■ Data supplied
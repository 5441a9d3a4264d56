// Copyright 2025 Ojima Abraham
// SPDX-License-Identifier: Apache-2.0

//! Per-entity locking with deadlock avoidance.
//!
//! This module provides mutual exclusion over entities identified by arbitrary
//! keys, with:
//! - Full parallelism between operations on different entities
//! - Reentrant per-entity locks owned by a single thread
//! - A global lock excluding every per-entity holder
//! - Deadlock avoidance by giving back held locks before waiting
//! - Automatic escalation to the global lock for threads holding many entities
//!
//! # Key Concepts
//!
//! ## Lock Table
//!
//! All lock state lives in one immutable map, replaced as a whole by
//! compare-and-swap. A single commit can therefore release several entities
//! and acquire another, which the deadlock-avoidance step relies on.
//!
//! ## Deadlock Avoidance
//!
//! [`Lock::lock`] never waits while holding entity locks:
//! - If the requested entity is free (or already ours), take it
//! - Otherwise give back every entity this thread holds and park
//! - On wake-up, regain all of them plus the requested one in one commit
//!
//! [`Lock::lock_interruptibly`] and [`Lock::try_lock_for`] wait while keeping
//! their locks. They can deadlock; interruption or the timeout ends the wait.
//!
//! # Example
//!
//! ```
//! use entity_lock::locker::{EntityLocker, Lock};
//!
//! let locker: EntityLocker<u64> = EntityLocker::new();
//!
//! // Scoped: released on return or panic.
//! let balance = locker.exclusive(42, || 100);
//! assert_eq!(balance, 100);
//!
//! // Manual.
//! let lock = locker.lock(7);
//! lock.lock();
//! lock.unlock().unwrap();
//!
//! // Global critical section.
//! locker.exclusive(None, || println!("nothing else is locked"));
//! ```

mod condition;
mod config;
mod entity_locker;
mod error;
mod handle;
mod interrupt;
mod lock;
mod sync;
mod table;
mod thread_state;
mod wait;

pub use condition::GlobalCondition;
pub use config::{LockerConfig, DEFAULT_ESCALATION_THRESHOLD};
pub use entity_locker::{create_locker, EntityLocker};
pub use error::LockError;
pub use handle::{EntityLock, EntityLockGuard};
pub use interrupt::{take_interrupted, Interrupter};
pub use lock::Lock;
pub use sync::{Attempt, EntitySync, SyncMode};
pub use table::{EntityId, LockState, LockTable, Snapshot};
pub use wait::{Wake, WaitQueue};
//! Temperature telemetry over Sigfox.
//!
//! Once per wake-up every sensor on the 1-wire bus is read and its value is
//! sent as its own frame. The board then powers the module down and sleeps
//! in fixed periods until the next cycle.
use embassy_time::Duration;

use crate::asynch::control::Sigfox;
use crate::config::{SigfoxConfig, Transport};
use crate::error::Error;

/// 64-bit ROM code of a 1-wire device.
pub type DeviceAddress = [u8; 8];

/// DS18B20 sensors of the installation, sensor 1 first.
pub const DEFAULT_SENSORS: [DeviceAddress; 7] = [
    [0x28, 0x5F, 0x7F, 0x29, 0x08, 0x00, 0x00, 0xD0],
    [0x28, 0x86, 0x1A, 0x2A, 0x08, 0x00, 0x00, 0xC9],
    [0x28, 0xDC, 0xE7, 0x29, 0x08, 0x00, 0x00, 0xEA],
    [0x28, 0x47, 0xFF, 0x5A, 0x08, 0x00, 0x00, 0xC1],
    [0x28, 0x3B, 0xD1, 0x29, 0x08, 0x00, 0x00, 0x5E],
    [0x28, 0x14, 0xD6, 0x29, 0x08, 0x00, 0x00, 0x9D],
    [0x28, 0xE2, 0xA5, 0x29, 0x08, 0x00, 0x00, 0x7E],
];

/// Temperature sensors on a 1-wire bus.
pub trait TemperatureBus {
    type Error;

    /// Start a conversion on the sensor at `address`.
    async fn request_temperature(&mut self, address: &DeviceAddress) -> Result<(), Self::Error>;

    /// Result of the last conversion, in degrees Celsius.
    async fn temperature_celsius(&mut self, address: &DeviceAddress) -> Result<f32, Self::Error>;
}

/// Watchdog periods the MCU can sleep for.
#[derive(Debug, Clone, Copy, PartialEq, Eq)]
#[cfg_attr(feature = "defmt", derive(defmt::Format))]
pub enum SleepPeriod {
    Ms250,
    Ms500,
    S1,
    S2,
    S4,
    S8,
}

impl SleepPeriod {
    pub fn duration(self) -> Duration {
        match self {
            SleepPeriod::Ms250 => Duration::from_millis(250),
            SleepPeriod::Ms500 => Duration::from_millis(500),
            SleepPeriod::S1 => Duration::from_secs(1),
            SleepPeriod::S2 => Duration::from_secs(2),
            SleepPeriod::S4 => Duration::from_secs(4),
            SleepPeriod::S8 => Duration::from_secs(8),
        }
    }
}

/// What stays powered while sleeping.
#[derive(Debug, Clone, Copy, PartialEq, Eq)]
#[cfg_attr(feature = "defmt", derive(defmt::Format))]
pub struct PeripheralState {
    pub adc: bool,
    pub brown_out_detection: bool,
}

impl PeripheralState {
    pub const ALL_OFF: Self = Self {
        adc: false,
        brown_out_detection: false,
    };
}

/// Low power sleep of the board.
pub trait LowPower {
    /// Sleep for one `period`. Parking the board's pins is up to the
    /// implementation.
    async fn power_down(&mut self, period: SleepPeriod, peripherals: PeripheralState);
}

/// Time between two measurement cycles.
#[derive(Debug, Clone, Copy, PartialEq, Eq)]
#[cfg_attr(feature = "defmt", derive(defmt::Format))]
pub struct Schedule {
    pub period: SleepPeriod,
    pub sleep_cycles: u32,
}

impl Schedule {
    pub fn interval(&self) -> Duration {
        self.period.duration() * self.sleep_cycles
    }
}

impl Default for Schedule {
    /// One cycle a day.
    fn default() -> Self {
        Self {
            period: SleepPeriod::S8,
            sleep_cycles: 10_800,
        }
    }
}

/// Length of an encoded [`TemperatureFrame`].
pub const FRAME_LEN: usize = 5;

/// Uplink payload for one reading.
#[derive(Debug, Clone, Copy, PartialEq)]
#[cfg_attr(feature = "defmt", derive(defmt::Format))]
pub struct TemperatureFrame {
    pub celsius: f32,
    /// 1-based position in the sensor list
    pub sensor: u8,
}

impl TemperatureFrame {
    /// IEEE-754 temperature, big-endian, then the sensor number.
    pub fn to_bytes(&self) -> [u8; FRAME_LEN] {
        let t = self.celsius.to_be_bytes();
        [t[0], t[1], t[2], t[3], self.sensor]
    }
}

/// Outcome of one measurement cycle.
#[derive(Debug, Clone, Copy, Default, PartialEq, Eq)]
#[cfg_attr(feature = "defmt", derive(defmt::Format))]
pub struct CycleReport {
    pub sent: usize,
    pub failed: usize,
}

pub struct Telemetry<'a, B: TemperatureBus, L: LowPower> {
    sensors: &'a [DeviceAddress],
    bus: B,
    low_power: L,
    schedule: Schedule,
}

impl<B: TemperatureBus, L: LowPower> Telemetry<'static, B, L> {
    pub fn new(bus: B, low_power: L) -> Self {
        Self {
            sensors: &DEFAULT_SENSORS,
            bus,
            low_power,
            schedule: Schedule::default(),
        }
    }
}

impl<'a, B: TemperatureBus, L: LowPower> Telemetry<'a, B, L> {
    pub fn with_sensors<'b>(self, sensors: &'b [DeviceAddress]) -> Telemetry<'b, B, L> {
        Telemetry {
            sensors,
            bus: self.bus,
            low_power: self.low_power,
            schedule: self.schedule,
        }
    }

    pub fn with_schedule(mut self, schedule: Schedule) -> Self {
        self.schedule = schedule;
        self
    }

    /// Read every sensor and send one frame per reading.
    ///
    /// A sensor that can not be read or whose frame is not sent is counted
    /// as failed, the remaining sensors are still handled.
    pub async fn run_cycle<T: Transport, C: SigfoxConfig>(
        &mut self,
        sigfox: &mut Sigfox<T, C>,
    ) -> CycleReport {
        let mut report = CycleReport::default();

        for (i, address) in self.sensors.iter().enumerate() {
            // frames carry the sensor number in a single byte
            let Ok(sensor) = u8::try_from(i + 1) else {
                warn!("Sensor {}: number does not fit a frame", i + 1);
                report.failed += 1;
                continue;
            };

            let celsius = match self.read(address).await {
                Ok(celsius) => celsius,
                Err(_) => {
                    warn!("Sensor {}: read failed", sensor);
                    report.failed += 1;
                    continue;
                }
            };

            let frame = TemperatureFrame { celsius, sensor };
            match sigfox.send(&frame.to_bytes()).await {
                Ok(()) => {
                    info!("Sensor {}: {} C sent", sensor, celsius);
                    report.sent += 1;
                }
                Err(e) => {
                    warn!("Sensor {}: send failed: {:?}", sensor, e);
                    report.failed += 1;
                }
            }
        }

        report
    }

    async fn read(&mut self, address: &DeviceAddress) -> Result<f32, B::Error> {
        self.bus.request_temperature(address).await?;
        self.bus.temperature_celsius(address).await
    }

    /// Switch the module off, sleep until the next cycle and switch it on
    /// again.
    pub async fn hibernate<T: Transport, C: SigfoxConfig>(
        &mut self,
        sigfox: &mut Sigfox<T, C>,
    ) -> Result<(), Error> {
        let off = sigfox.off().await;

        debug!(
            "Sleeping {} x {:?}",
            self.schedule.sleep_cycles, self.schedule.period
        );
        for _ in 0..self.schedule.sleep_cycles {
            self.low_power
                .power_down(self.schedule.period, PeripheralState::ALL_OFF)
                .await;
        }

        let on = sigfox.on().await;
        off.and(on)
    }

    /// Measure, send and sleep, forever.
    pub async fn run<T: Transport, C: SigfoxConfig>(&mut self, sigfox: &mut Sigfox<T, C>) {
        if let Err(e) = sigfox.on().await {
            error!("Switching the module on failed: {:?}", e);
        }

        loop {
            let report = self.run_cycle(sigfox).await;
            info!("Cycle done: {} sent, {} failed", report.sent, report.failed);

            if let Err(e) = self.hibernate(sigfox).await {
                error!("Power cycling the module failed: {:?}", e);
            }
        }
    }
}
//! Responses for LAN Commands
use heapless::Vec;

use super::LAN_MAX_PAYLOAD;
use crate::command::{value, FromPayload};
use crate::error::Error;

#[derive(Debug, Clone, PartialEq, Eq)]
#[cfg_attr(feature = "defmt", derive(defmt::Format))]
pub struct AddressResponse {
    pub address: u32,
}

impl atat::AtatResp for AddressResponse {}

impl FromPayload for AddressResponse {
    fn from_payload(payload: &str) -> Result<Self, Error> {
        Ok(Self {
            address: value::parse_hex(payload)?,
        })
    }
}

#[derive(Debug, Clone, PartialEq, Eq)]
#[cfg_attr(feature = "defmt", derive(defmt::Format))]
pub struct MaskResponse {
    pub mask: u32,
}

impl atat::AtatResp for MaskResponse {}

impl FromPayload for MaskResponse {
    fn from_payload(payload: &str) -> Result<Self, Error> {
        Ok(Self {
            mask: value::parse_hex(payload)?,
        })
    }
}

#[derive(Debug, Clone, PartialEq, Eq)]
#[cfg_attr(feature = "defmt", derive(defmt::Format))]
pub struct FrequencyResponse {
    pub frequency: u32,
}

impl atat::AtatResp for FrequencyResponse {}

impl FromPayload for FrequencyResponse {
    fn from_payload(payload: &str) -> Result<Self, Error> {
        Ok(Self {
            frequency: value::parse_u32(payload)?,
        })
    }
}

#[derive(Debug, Clone, PartialEq, Eq)]
#[cfg_attr(feature = "defmt", derive(defmt::Format))]
pub struct LanPowerResponse {
    pub power: u8,
}

impl atat::AtatResp for LanPowerResponse {}

impl FromPayload for LanPowerResponse {
    fn from_payload(payload: &str) -> Result<Self, Error> {
        Ok(Self {
            power: value::parse_u8(payload)?,
        })
    }
}

/// One received LAN frame.
#[derive(Debug, Clone, PartialEq, Eq)]
#[cfg_attr(feature = "defmt", derive(defmt::Format))]
pub struct PacketResponse {
    pub packet: Vec<u8, LAN_MAX_PAYLOAD>,
}

impl atat::AtatResp for PacketResponse {}

impl FromPayload for PacketResponse {
    fn from_payload(payload: &str) -> Result<Self, Error> {
        Ok(Self {
            packet: crate::hex::decode(payload)?,
        })
    }
}
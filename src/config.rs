use embassy_time::Duration;
use embedded_hal::digital::OutputPin;
use embedded_io_async::{Read, ReadReady, Write};

/// Baud rate of the module's serial interface.
pub const DEFAULT_BAUD_RATE: u32 = 9600;

/// Board wiring of one Sigfox module.
///
/// Which UART and which power line the module hangs off is decided by the
/// [`Transport`] and the pin handed out here.
pub trait SigfoxConfig {
    type PowerPin: OutputPin;

    // Transport settings
    const BAUD_RATE: u32 = DEFAULT_BAUD_RATE;

    /// Time the module needs after being powered before it accepts commands.
    const POWER_ON_DELAY: Duration = Duration::from_millis(100);

    fn power_pin(&mut self) -> Option<&mut Self::PowerPin> {
        None
    }
}

/// Serial port of the module.
///
/// `ReadReady` lets the client drop answers that arrive after their
/// command timed out.
pub trait Transport: Write + Read + ReadReady {
    fn set_baudrate(&mut self, baudrate: u32);

    /// Release the serial port, e.g. before the board goes to sleep.
    fn close(&mut self) {}
}
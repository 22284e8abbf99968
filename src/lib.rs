//! Async driver for AT command Sigfox radio modules, and a temperature
//! telemetry loop built on top of it.
#![cfg_attr(not(test), no_std)]
#![allow(async_fn_in_trait)]

mod fmt;

pub mod asynch;
pub mod command;
pub mod config;
pub mod error;
mod hex;
pub mod telemetry;

#[cfg(test)]
mod test_helpers;

pub use atat;

pub use asynch::{DeviceState, Sigfox, SigfoxClient};
pub use command::general::types::Region;
pub use config::{SigfoxConfig, Transport, DEFAULT_BAUD_RATE};
pub use error::Error;
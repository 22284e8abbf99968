//! Typed value parsers for the payload of an `OK=<payload>` answer.

use crate::error::Error;

/// Hex encoded unsigned 32-bit value, e.g. the module identifier or a LAN
/// address. At most eight digits, nothing but hex digits.
pub fn parse_hex(payload: &str) -> Result<u32, Error> {
    if payload.is_empty()
        || payload.len() > 8
        || !payload.bytes().all(|c| c.is_ascii_hexdigit())
    {
        return Err(Error::MalformedPayload);
    }
    u32::from_str_radix(payload, 16).map_err(|_| Error::MalformedPayload)
}

fn decimal_digits(payload: &str) -> Result<&str, Error> {
    if payload.is_empty() || !payload.bytes().all(|c| c.is_ascii_digit()) {
        return Err(Error::MalformedPayload);
    }
    Ok(payload)
}

/// Unsigned decimal value in `[0, 255]`.
pub fn parse_u8(payload: &str) -> Result<u8, Error> {
    decimal_digits(payload)?
        .parse()
        .map_err(|_| Error::MalformedPayload)
}

/// Unsigned decimal 32-bit value.
pub fn parse_u32(payload: &str) -> Result<u32, Error> {
    decimal_digits(payload)?
        .parse()
        .map_err(|_| Error::MalformedPayload)
}

/// Signed decimal 32-bit value, used by the downlink frequency offset.
pub fn parse_i32(payload: &str) -> Result<i32, Error> {
    let digits = payload.strip_prefix('-').unwrap_or(payload);
    decimal_digits(digits)?;
    payload.parse().map_err(|_| Error::MalformedPayload)
}
//! Hex helpers for the ASCII representation of binary payloads.

use core::fmt::Write;

use heapless::Vec;

use crate::error::Error;

/// Write `data` as upper-case hex, two digits per byte.
pub(crate) fn write_hex<W: Write>(out: &mut W, data: &[u8]) -> core::fmt::Result {
    data.iter().try_for_each(|b| write!(out, "{:02X}", b))
}

/// Is `s` a non-empty, even length string of hex digits?
pub(crate) fn is_hex_bytes(s: &str) -> bool {
    !s.is_empty() && s.len() % 2 == 0 && s.bytes().all(|c| c.is_ascii_hexdigit())
}

fn nibble(c: u8) -> Option<u8> {
    match c {
        b'0'..=b'9' => Some(c - b'0'),
        b'a'..=b'f' => Some(c - b'a' + 10),
        b'A'..=b'F' => Some(c - b'A' + 10),
        _ => None,
    }
}

/// Decode a hex string into a bounded byte buffer.
pub(crate) fn decode<const N: usize>(s: &str) -> Result<Vec<u8, N>, Error> {
    if s.len() % 2 != 0 {
        return Err(Error::MalformedPayload);
    }

    let mut out = Vec::new();
    for pair in s.as_bytes().chunks(2) {
        let hi = nibble(pair[0]).ok_or(Error::MalformedPayload)?;
        let lo = nibble(pair[1]).ok_or(Error::MalformedPayload)?;
        out.push((hi << 4) | lo).map_err(|_| Error::Overflow)?;
    }
    Ok(out)
}
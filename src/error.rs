/// Outcome of a failed device operation.
///
/// Every variant is recoverable: the driver stays usable for the next call,
/// and callers decide whether to retry, skip or ignore.
#[derive(Debug, Clone, Copy, PartialEq, Eq)]
#[cfg_attr(feature = "defmt", derive(defmt::Format))]
pub enum Error {
    /// The module answered `ERROR`.
    ModuleError,
    /// No final answer was received before the command timed out.
    NoResponse,
    /// The module answered `OK`, but the payload did not parse as the
    /// expected type.
    MalformedPayload,
    /// The serial port has not been opened with `on`.
    TransportUnavailable,
    /// A command line or a response line did not fit its buffer.
    Overflow,
    /// A LAN payload is longer than 17 bytes.
    PayloadTooLong,
    /// An argument can not be expressed in the command grammar.
    InvalidArgument,
    /// Reading from or writing to the serial port failed.
    Io,
    /// The power pin could not be driven.
    Pin,
}

impl From<atat::Error> for Error {
    fn from(e: atat::Error) -> Self {
        match e {
            atat::Error::Error => Error::ModuleError,
            atat::Error::Timeout => Error::NoResponse,
            atat::Error::Parse | atat::Error::InvalidResponse => Error::MalformedPayload,
            _ => Error::Io,
        }
    }
}

impl core::fmt::Display for Error {
    fn fmt(&self, f: &mut core::fmt::Formatter<'_>) -> core::fmt::Result {
        match self {
            Error::ModuleError => f.write_str("module answered ERROR"),
            Error::NoResponse => f.write_str("no answer from module"),
            Error::MalformedPayload => f.write_str("malformed response payload"),
            Error::TransportUnavailable => f.write_str("serial transport not open"),
            Error::Overflow => f.write_str("buffer capacity exceeded"),
            Error::PayloadTooLong => f.write_str("payload too long"),
            Error::InvalidArgument => f.write_str("invalid command argument"),
            Error::Io => f.write_str("serial I/O failed"),
            Error::Pin => f.write_str("power pin failure"),
        }
    }
}
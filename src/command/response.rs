//! Classification of answer lines read back from the module.

pub const AT_OK: &str = "OK";
pub const AT_ERROR: &str = "ERROR";

/// Separates `OK` from the payload in `OK=<payload>`.
pub const PAYLOAD_SEPARATOR: char = '=';

/// Final answer to one command.
#[derive(Debug, Clone, Copy, PartialEq, Eq)]
#[cfg_attr(feature = "defmt", derive(defmt::Format))]
pub enum Answer<'a> {
    /// `OK`, with the (possibly empty) payload that followed the separator.
    Ok(&'a str),
    /// `ERROR`
    Error,
    /// Nothing final arrived before the deadline.
    NoAnswer,
}

impl<'a> Answer<'a> {
    /// Payload of an `OK` answer.
    pub fn payload(&self) -> Option<&'a str> {
        match self {
            Answer::Ok(payload) => Some(payload),
            _ => None,
        }
    }
}

/// Classify a single line, without its terminator.
///
/// Returns `None` for lines that are not a final answer (blank lines, the
/// command echo, informational text); the reader keeps waiting after those.
pub fn classify(line: &str) -> Option<Answer<'_>> {
    let line = line.trim_end_matches(['\r', '\n']);

    if line == AT_ERROR {
        return Some(Answer::Error);
    }

    let rest = line.strip_prefix(AT_OK)?;
    if rest.is_empty() {
        return Some(Answer::Ok(""));
    }

    rest.strip_prefix(PAYLOAD_SEPARATOR)
        .map(|payload| Answer::Ok(payload.trim()))
}
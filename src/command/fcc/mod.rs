//! ### FCC Commands
//! Macro-channel configuration and downlink frequency offset, only
//! meaningful for modules certified for the FCC region.
pub mod responses;

use responses::*;

use super::{sigfox_cmd, Arg, CommandType, NoResponse, SigfoxRequest};

/// Length of the macro-channel bitmask, in hex characters (96 bits).
pub const MACRO_CHANNEL_BITMASK_LEN: usize = 24;

/// Macro channel bitmask `AT$MCB=<bitmask>`
///
/// `bitmask` must be exactly [`MACRO_CHANNEL_BITMASK_LEN`] hex characters.
#[derive(Debug, Clone)]
pub struct SetMacroChannelBitmask<'a> {
    pub bitmask: &'a str,
}

impl SigfoxRequest for SetMacroChannelBitmask<'_> {
    const TYPE: CommandType = CommandType::Set;
    const CODE: &'static str = "MCB";

    fn args(&self) -> impl Iterator<Item = Arg<'_>> {
        [Arg::Str(self.bitmask)].into_iter()
    }
}
sigfox_cmd!(SetMacroChannelBitmask<'_>, NoResponse, timeout_ms = 1000);

/// Macro channel bitmask `AT$MCB?`
#[derive(Debug, Clone)]
pub struct GetMacroChannelBitmask;

impl SigfoxRequest for GetMacroChannelBitmask {
    const TYPE: CommandType = CommandType::Read;
    const CODE: &'static str = "MCB";

    fn args(&self) -> impl Iterator<Item = Arg<'_>> {
        core::iter::empty()
    }
}
sigfox_cmd!(GetMacroChannelBitmask, MacroChannelBitmaskResponse, timeout_ms = 1000);

/// Macro channel `AT$MC=<channel>`
#[derive(Debug, Clone)]
pub struct SetMacroChannel {
    pub channel: u8,
}

impl SigfoxRequest for SetMacroChannel {
    const TYPE: CommandType = CommandType::Set;
    const CODE: &'static str = "MC";

    fn args(&self) -> impl Iterator<Item = Arg<'_>> {
        [Arg::Int(self.channel.into())].into_iter()
    }
}
sigfox_cmd!(SetMacroChannel, NoResponse, timeout_ms = 1000);

/// Macro channel `AT$MC?`
#[derive(Debug, Clone)]
pub struct GetMacroChannel;

impl SigfoxRequest for GetMacroChannel {
    const TYPE: CommandType = CommandType::Read;
    const CODE: &'static str = "MC";

    fn args(&self) -> impl Iterator<Item = Arg<'_>> {
        core::iter::empty()
    }
}
sigfox_cmd!(GetMacroChannel, MacroChannelResponse, timeout_ms = 1000);

/// Downlink frequency offset in Hz `AT$DFO=<offset>`
#[derive(Debug, Clone)]
pub struct SetDownFreqOffset {
    pub offset: i32,
}

impl SigfoxRequest for SetDownFreqOffset {
    const TYPE: CommandType = CommandType::Set;
    const CODE: &'static str = "DFO";

    fn args(&self) -> impl Iterator<Item = Arg<'_>> {
        [Arg::Int(self.offset.into())].into_iter()
    }
}
sigfox_cmd!(SetDownFreqOffset, NoResponse, timeout_ms = 1000);

/// Downlink frequency offset in Hz `AT$DFO?`
#[derive(Debug, Clone)]
pub struct GetDownFreqOffset;

impl SigfoxRequest for GetDownFreqOffset {
    const TYPE: CommandType = CommandType::Read;
    const CODE: &'static str = "DFO";

    fn args(&self) -> impl Iterator<Item = Arg<'_>> {
        core::iter::empty()
    }
}
sigfox_cmd!(GetDownFreqOffset, DownFreqOffsetResponse, timeout_ms = 1000);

■ Goal of the exercise
Only lines of the data holding the word "false" go in the answer. Please copy each of them.

■ Exercise response
        adc: false,
        brown_out_detection: false,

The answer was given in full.